Yeah, I got a bit behind on the Hanukkah gifts. I apologize for that. As The Leevees' song goes "Geld melts!" so it's not worth savin' them. Here's your next gift:
Jon Berquest and (LHBOTS Editor) Claudia Camp have edited Constructions of Space I: Theory, Geography and Narrative, Vol. 481. You may have seen CSI (as I like to call it) at our booth at AAR/SBL. Well, it won't be ready in the US until January and in the UK until March, but it's worth talking about now, I think.
The Constructions of Ancient Space Seminar ran as a joint project of the AAR and SBL from 2000-2005, the only cross-society venture of its time. For the first time in the development of biblical studies, participants in the seminar attempted to foreground and critically analyze space with the same theoretical nuance that biblical scholars have traditionally devoted to history. Among the noteworthy achievements were applications of different critical spatiality theories to both the traditional historical work of biblical geography and to the analysis of biblical narrative.

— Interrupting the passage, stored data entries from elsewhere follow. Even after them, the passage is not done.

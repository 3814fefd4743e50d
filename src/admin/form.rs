//! List-and-edit controller shared by the collection admin pages.

use crate::db::Repository;
use crate::errors::AppError;
use crate::models::{ContentKind, Entry};

/// The single record being added or edited, if any.
#[derive(Debug, Clone, PartialEq)]
pub enum EditBuffer<K> {
    Idle,
    Adding(K),
    Editing { id: String, draft: K },
}

impl<K> EditBuffer<K> {
    pub fn is_idle(&self) -> bool {
        matches!(self, EditBuffer::Idle)
    }
}

/// Line-by-line editing of list-valued fields (skills, features, certifications).
pub trait ListField {
    /// Append a blank line.
    fn push_item(&mut self);
    /// Replace the line at `index`; false if out of range.
    fn set_item(&mut self, index: usize, value: impl Into<String>) -> bool;
    /// Remove the line at `index`.
    fn remove_item(&mut self, index: usize) -> Option<String>;
}

impl ListField for Vec<String> {
    fn push_item(&mut self) {
        self.push(String::new());
    }

    fn set_item(&mut self, index: usize, value: impl Into<String>) -> bool {
        match self.get_mut(index) {
            Some(slot) => {
                *slot = value.into();
                true
            }
            None => false,
        }
    }

    fn remove_item(&mut self, index: usize) -> Option<String> {
        (index < self.len()).then(|| self.remove(index))
    }
}

/// Admin page for one content kind.
///
/// Holds the loaded list and at most one edit buffer. Edits only reach the store on
/// [`AdminPage::save`]; a failed save leaves the buffer intact for another attempt.
pub struct AdminPage<K: ContentKind> {
    repo: Repository,
    entries: Vec<Entry<K>>,
    buffer: EditBuffer<K>,
}

impl<K: ContentKind> AdminPage<K> {
    /// Open the page and load the list. A failed load is logged and leaves the list empty.
    pub async fn open(repo: Repository) -> Self {
        let mut page = Self {
            repo,
            entries: Vec::new(),
            buffer: EditBuffer::Idle,
        };
        if let Err(e) = page.reload().await {
            tracing::error!("Error loading {} list: {}", K::LABEL, e);
        }
        page
    }

    /// Re-fetch the full list.
    pub async fn reload(&mut self) -> Result<(), AppError> {
        self.entries = self.repo.list::<K>().await?;
        Ok(())
    }

    pub fn entries(&self) -> &[Entry<K>] {
        &self.entries
    }

    pub fn buffer(&self) -> &EditBuffer<K> {
        &self.buffer
    }

    /// Start a new record, placed after the current list.
    pub fn start_add(&mut self) {
        let mut draft = K::default();
        draft.set_sort_order(u32::try_from(self.entries.len()).unwrap_or(u32::MAX));
        self.buffer = EditBuffer::Adding(draft);
    }

    /// Start editing a loaded record. Replaces any draft in progress.
    pub fn start_edit(&mut self, id: &str) -> Result<(), AppError> {
        let entry = self
            .entries
            .iter()
            .find(|e| e.id == id)
            .ok_or_else(|| AppError::NotFound(format!("{} {} not found", K::LABEL, id)))?;

        self.buffer = EditBuffer::Editing {
            id: entry.id.clone(),
            draft: entry.fields.clone(),
        };
        Ok(())
    }

    /// Drop the draft.
    pub fn cancel(&mut self) {
        self.buffer = EditBuffer::Idle;
    }

    pub fn draft_mut(&mut self) -> Option<&mut K> {
        match &mut self.buffer {
            EditBuffer::Idle => None,
            EditBuffer::Adding(draft) | EditBuffer::Editing { draft, .. } => Some(draft),
        }
    }

    /// Commit the draft, then reload the list and clear the buffer.
    ///
    /// Returns the saved record's identifier, or `None` when nothing was being edited.
    pub async fn save(&mut self) -> Result<Option<String>, AppError> {
        let result = match &self.buffer {
            EditBuffer::Idle => return Ok(None),
            EditBuffer::Adding(draft) => self.repo.create(draft).await,
            EditBuffer::Editing { id, draft } => {
                self.repo.update::<K>(id, &draft.to_patch()).await
            }
        };

        match result {
            Ok(entry) => {
                self.buffer = EditBuffer::Idle;
                if let Err(e) = self.reload().await {
                    tracing::error!("Error reloading {} list: {}", K::LABEL, e);
                }
                Ok(Some(entry.id))
            }
            Err(e) => {
                tracing::error!("Error saving {}: {}", K::LABEL, e);
                Err(e)
            }
        }
    }

    /// Delete a record once `confirm` accepts the prompt. Returns whether it was deleted.
    pub async fn delete(
        &mut self,
        id: &str,
        confirm: impl FnOnce(&str) -> bool,
    ) -> Result<bool, AppError> {
        let prompt = format!(
            "Are you sure you want to delete this {}?",
            K::LABEL.to_lowercase()
        );
        if !confirm(&prompt) {
            return Ok(false);
        }

        if let Err(e) = self.repo.delete::<K>(id).await {
            tracing::error!("Error deleting {}: {}", K::LABEL, e);
            return Err(e);
        }

        if matches!(&self.buffer, EditBuffer::Editing { id: editing, .. } if editing == id) {
            self.buffer = EditBuffer::Idle;
        }
        if let Err(e) = self.reload().await {
            tracing::error!("Error reloading {} list: {}", K::LABEL, e);
        }
        Ok(true)
    }
}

This volume begins with five essays that represent some of the seminar’s most important interdisciplinary theoretical work. It then moves to two essays on biblical mapping, considered both as an historical enterprise and from a cultural studies perspective. The volume concludes with two essays that show the interpretive value of critical spatiality theory when used as a lens for reading biblical narrative.